ERISA consultants at the Retirement Learning Center (RLC) Resource Desk regularly receive calls from financial advisors on a broad array of technical topics related to IRAs, qualified retirement plans and other types of retirement savings and income plans, including nonqualified plans, stock options, and Social Security and Medicare.  We bring Case of the Week to you to highlight the most relevant topics affecting your business.

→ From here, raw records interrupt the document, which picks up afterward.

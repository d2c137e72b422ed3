//! Copy method rendering.

use super::ident;
use crate::config::GeneratorConfig;
use crate::copy::{CopyBody, ElementCopy, SequenceKind};
use crate::error::CodegenError;
use proc_macro2::TokenStream;
use quote::quote;

/// Renders public and private copy methods.
pub struct CopyEmitter<'a> {
    config: &'a GeneratorConfig,
}

impl<'a> CopyEmitter<'a> {
    /// Creates a new copy emitter.
    #[must_use]
    pub fn new(config: &'a GeneratorConfig) -> Self {
        Self { config }
    }

    /// Renders the public copy of a root type.
    ///
    /// The typed copy is public and, when a public trait is configured, the
    /// trait implementation boxes it.
    ///
    /// # Errors
    /// Returns `CodegenError` for trivial bodies and unrenderable names.
    pub fn public(&self, type_name: &str, body: &CopyBody) -> Result<TokenStream, CodegenError> {
        let ty = ident(type_name)?;
        let method = ident(&self.config.private_method)?;
        let body = self.body(type_name, body)?;

        let mut output = quote! {
            impl #ty {
                /// Returns a deep copy of this value.
                pub fn #method(&self) -> Self {
                    #body
                }
            }
        };

        if let Some(public_trait) = &self.config.public_trait {
            let public_trait = ident(public_trait)?;
            let public_method = ident(&self.config.public_method)?;
            output.extend(quote! {
                impl #public_trait for #ty {
                    fn #public_method(&self) -> Box<dyn #public_trait> {
                        Box::new(self.#method())
                    }
                }
            });
        }

        Ok(output)
    }

    /// Renders a crate-private copy helper.
    ///
    /// # Errors
    /// Returns `CodegenError` for trivial bodies and unrenderable names.
    pub fn private(&self, type_name: &str, body: &CopyBody) -> Result<TokenStream, CodegenError> {
        let ty = ident(type_name)?;
        let method = ident(&self.config.private_method)?;
        let body = self.body(type_name, body)?;

        Ok(quote! {
            impl #ty {
                pub(crate) fn #method(&self) -> Self {
                    #body
                }
            }
        })
    }

    fn body(&self, type_name: &str, body: &CopyBody) -> Result<TokenStream, CodegenError> {
        match body {
            CopyBody::Trivial => Err(CodegenError::unsupported(
                type_name,
                "builtins are copied by their own mechanism",
            )),
            CopyBody::Shallow => Ok(quote!(self.clone())),
            CopyBody::Sequence { kind, element } => {
                let element = self.element(element, quote!(k))?;
                Ok(match kind {
                    SequenceKind::Dynamic => quote! {
                        Self(self.0.iter().map(|k| #element).collect())
                    },
                    SequenceKind::Fixed(_) => quote! {
                        Self(self.0.each_ref().map(|k| #element))
                    },
                })
            }
            CopyBody::Record { fields } => {
                let mut inits = Vec::with_capacity(fields.len());
                for field in fields {
                    let name = ident(&field.name)?;
                    let value = self.element(&field.copy, quote!(self.#name))?;
                    inits.push(quote!(#name: #value));
                }
                Ok(quote! {
                    Self {
                        #(#inits,)*
                    }
                })
            }
        }
    }

    fn element(&self, copy: &ElementCopy, receiver: TokenStream) -> Result<TokenStream, CodegenError> {
        Ok(match copy {
            ElementCopy::Assign | ElementCopy::External(_) => quote!(#receiver.clone()),
            ElementCopy::Helper(_) => {
                let method = ident(&self.config.private_method)?;
                quote!(#receiver.#method())
            }
            ElementCopy::Capability(capability) => {
                let method = ident(&self.config.capability_clone_method(capability))?;
                quote!(#receiver.as_ref().map(|v| v.#method()))
            }
        })
    }
}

A recent call with an advisor in Tennessee is representative of a common question related to designated Roth 401(k) contributions.

Highlights of Discussion

  • When dealing with tax-related questions, always seek the guidance of a tax professional. What follows is general information based on IRS tax forms.
  • No, designated Roth contributions made to a 401(k) plan are not reported on IRS Form 8606, Nondeductible IRAs (see the instructions for Form 8606). The 401(k) [or 403(b) or governmental 457(b)] plan administrator reports such contributions on a worker’s IRS Form W-2, Wage and Tax Statement in box 12. Because designated Roth 401(k) contributions are subject to federal income tax withholding and Social Security and Medicare taxes (and railroad retirement taxes, if applicable), they also must be included in boxes 1, 3, and 5 (or box 14 if railroad retirement taxes apply) on Form W-2.
  • Please note that where designated Roth 401(k) contributions might show up on Form 8606 is on Line 22, which is used to report the basis in a Roth IRA. Any designated Roth 401(k) amounts an individual rolls into his Roth IRA during the year would be included as basis in the Roth IRA and included in the figure reported on Line 22.

Conclusion

Designated Roth contributions made to a 401(k) plan are not reported on IRS Form 8606, Nondeductible IRAs. However, a taxpayer will need to include designated Roth 401(k) amounts rolled into a Roth IRA in the value of the Roth IRA’s basis.